English-speaking, non-chemotherapy-naïve patients aged 4 to 18 years about to receive etoposide 100 mg/m²/day plus ifosfamide 1800 mg/m²/day over 5 days participated. Antiemetic prophylaxis was determined by each patient’s care team. Emetic episodes were recorded and nausea severity was assessed by patients beginning with the first chemotherapy dose, continuing until 24 h after the last chemotherapy dose (acute phase) and ending 7 days later (delayed phase). The proportion of patients experiencing complete acute CINV control (no nausea, no vomiting, and no retching), the primary study endpoint, was described. The prevalence of complete chemotherapy-induced vomiting (CIV) and chemotherapy-induced nausea (CIN) during the acute, delayed, and overall (acute plus delayed) phases; complete delayed and overall CINV control; and anticipatory CINV were also determined.

Results

Twenty-four patients participated; acute CINV was evaluable in 22. Most (75%; 18/24) received a 5-HT3 antagonist plus dexamethasone for antiemetic prophylaxis. Few (23%; 5/22) experienced complete acute CINV control. Complete acute CIV and CIN control were experienced by 57% (13/23) and 27% (6/22) of patients, respectively.

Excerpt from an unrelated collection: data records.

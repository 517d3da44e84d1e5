//! HTTP layer for the Sui RPC relay.
//!
//! Routing splits into a public router (`/health`, `/metadata-cache`) that
//! is exempt from rate limiting, and the RPC route (`POST /sui`) behind the
//! server-wide limiter, a request body cap, and request-id propagation.

pub mod middleware;
pub mod router;

use axum::{
    middleware as axum_middleware,
    routing::{get, post},
    Router,
};
use relay_core::{config::AppConfig, limiter::ServerRateLimiter, proxy::ProxyEngine};
use std::sync::Arc;
use tower_http::limit::RequestBodyLimitLayer;

/// Shared state for the HTTP handlers.
#[derive(Clone)]
pub struct AppState {
    pub engine: Arc<ProxyEngine>,
    pub limiter: Arc<ServerRateLimiter>,
}

/// Assembles the full application router.
#[must_use]
pub fn build_app(state: AppState, config: &AppConfig) -> Router {
    let (set_request_id, propagate_request_id) = middleware::create_request_id_layers();
    let (set_request_id_public, propagate_request_id_public) =
        middleware::create_request_id_layers();

    let public = Router::new()
        .route("/health", get(router::handle_health))
        .route("/metadata-cache", get(router::handle_metadata_cache))
        .with_state(state.clone())
        .layer(propagate_request_id_public)
        .layer(set_request_id_public);

    let rpc = Router::new()
        .route("/sui", post(router::handle_rpc))
        .with_state(state.clone())
        .layer(axum_middleware::from_fn_with_state(
            state.limiter,
            middleware::rate_limit_middleware,
        ))
        .layer(RequestBodyLimitLayer::new(config.server.body_limit_bytes))
        .layer(propagate_request_id)
        .layer(set_request_id);

    public.merge(rpc)
}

Complete delayed CINV, CIV, and CIN control rates were 42% (8/19), 70% (14/20), and 42% (8/19), respectively.

Conclusions

Our findings support the classification of etoposide 100 mg/m²/day plus ifosfamide 1800 mg/m²/day IV over 5 days as highly emetogenic. This information will optimize antiemetic prophylaxis selection and CINV control in pediatric patients.